§ **Instructions to follow**
Count how many lines in the entries below hold "FleetConfig". Only the number belongs in the answer.
(Given data begins)
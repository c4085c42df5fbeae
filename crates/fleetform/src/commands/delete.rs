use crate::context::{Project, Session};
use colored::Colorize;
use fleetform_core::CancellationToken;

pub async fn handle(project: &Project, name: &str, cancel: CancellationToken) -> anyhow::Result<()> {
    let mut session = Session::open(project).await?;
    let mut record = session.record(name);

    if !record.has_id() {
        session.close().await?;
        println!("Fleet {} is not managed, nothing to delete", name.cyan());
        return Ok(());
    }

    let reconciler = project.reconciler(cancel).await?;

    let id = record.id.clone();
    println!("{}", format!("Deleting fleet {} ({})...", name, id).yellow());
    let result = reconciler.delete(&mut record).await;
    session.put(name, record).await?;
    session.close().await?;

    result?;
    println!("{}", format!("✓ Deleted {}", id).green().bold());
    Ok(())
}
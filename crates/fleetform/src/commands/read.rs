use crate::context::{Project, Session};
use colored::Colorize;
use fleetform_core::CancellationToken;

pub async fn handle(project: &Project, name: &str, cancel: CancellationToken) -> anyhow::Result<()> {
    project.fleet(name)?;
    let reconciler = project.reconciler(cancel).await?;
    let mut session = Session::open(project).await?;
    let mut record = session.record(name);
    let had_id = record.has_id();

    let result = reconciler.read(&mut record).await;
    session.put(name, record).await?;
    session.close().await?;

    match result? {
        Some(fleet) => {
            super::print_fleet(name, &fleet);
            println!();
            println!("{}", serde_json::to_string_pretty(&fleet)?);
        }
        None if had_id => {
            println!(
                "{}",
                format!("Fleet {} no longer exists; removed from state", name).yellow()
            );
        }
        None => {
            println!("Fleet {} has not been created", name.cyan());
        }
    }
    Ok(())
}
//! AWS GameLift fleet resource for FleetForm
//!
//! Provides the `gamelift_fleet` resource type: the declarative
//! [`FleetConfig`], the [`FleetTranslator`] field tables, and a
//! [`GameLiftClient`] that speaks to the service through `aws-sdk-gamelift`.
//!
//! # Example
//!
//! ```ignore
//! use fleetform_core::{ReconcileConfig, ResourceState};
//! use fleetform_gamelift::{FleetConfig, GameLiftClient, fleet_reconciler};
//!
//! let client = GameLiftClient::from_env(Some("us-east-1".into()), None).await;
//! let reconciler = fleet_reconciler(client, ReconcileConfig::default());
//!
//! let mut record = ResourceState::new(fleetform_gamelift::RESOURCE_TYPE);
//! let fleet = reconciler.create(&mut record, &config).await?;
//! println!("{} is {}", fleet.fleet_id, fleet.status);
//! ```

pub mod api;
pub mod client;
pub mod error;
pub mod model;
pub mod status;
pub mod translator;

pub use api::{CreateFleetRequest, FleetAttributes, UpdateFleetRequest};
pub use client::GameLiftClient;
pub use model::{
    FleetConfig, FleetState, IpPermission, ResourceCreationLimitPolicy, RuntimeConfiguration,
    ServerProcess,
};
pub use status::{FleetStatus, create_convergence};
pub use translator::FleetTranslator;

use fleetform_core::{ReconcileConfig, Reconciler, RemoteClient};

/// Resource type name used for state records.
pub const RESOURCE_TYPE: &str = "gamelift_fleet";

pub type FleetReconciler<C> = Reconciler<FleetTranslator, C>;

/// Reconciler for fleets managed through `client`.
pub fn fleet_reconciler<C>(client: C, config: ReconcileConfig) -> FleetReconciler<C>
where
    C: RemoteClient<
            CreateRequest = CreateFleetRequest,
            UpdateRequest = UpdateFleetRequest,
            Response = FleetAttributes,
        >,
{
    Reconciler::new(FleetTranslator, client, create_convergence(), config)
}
(Given data ends)
§ **Answer section**
3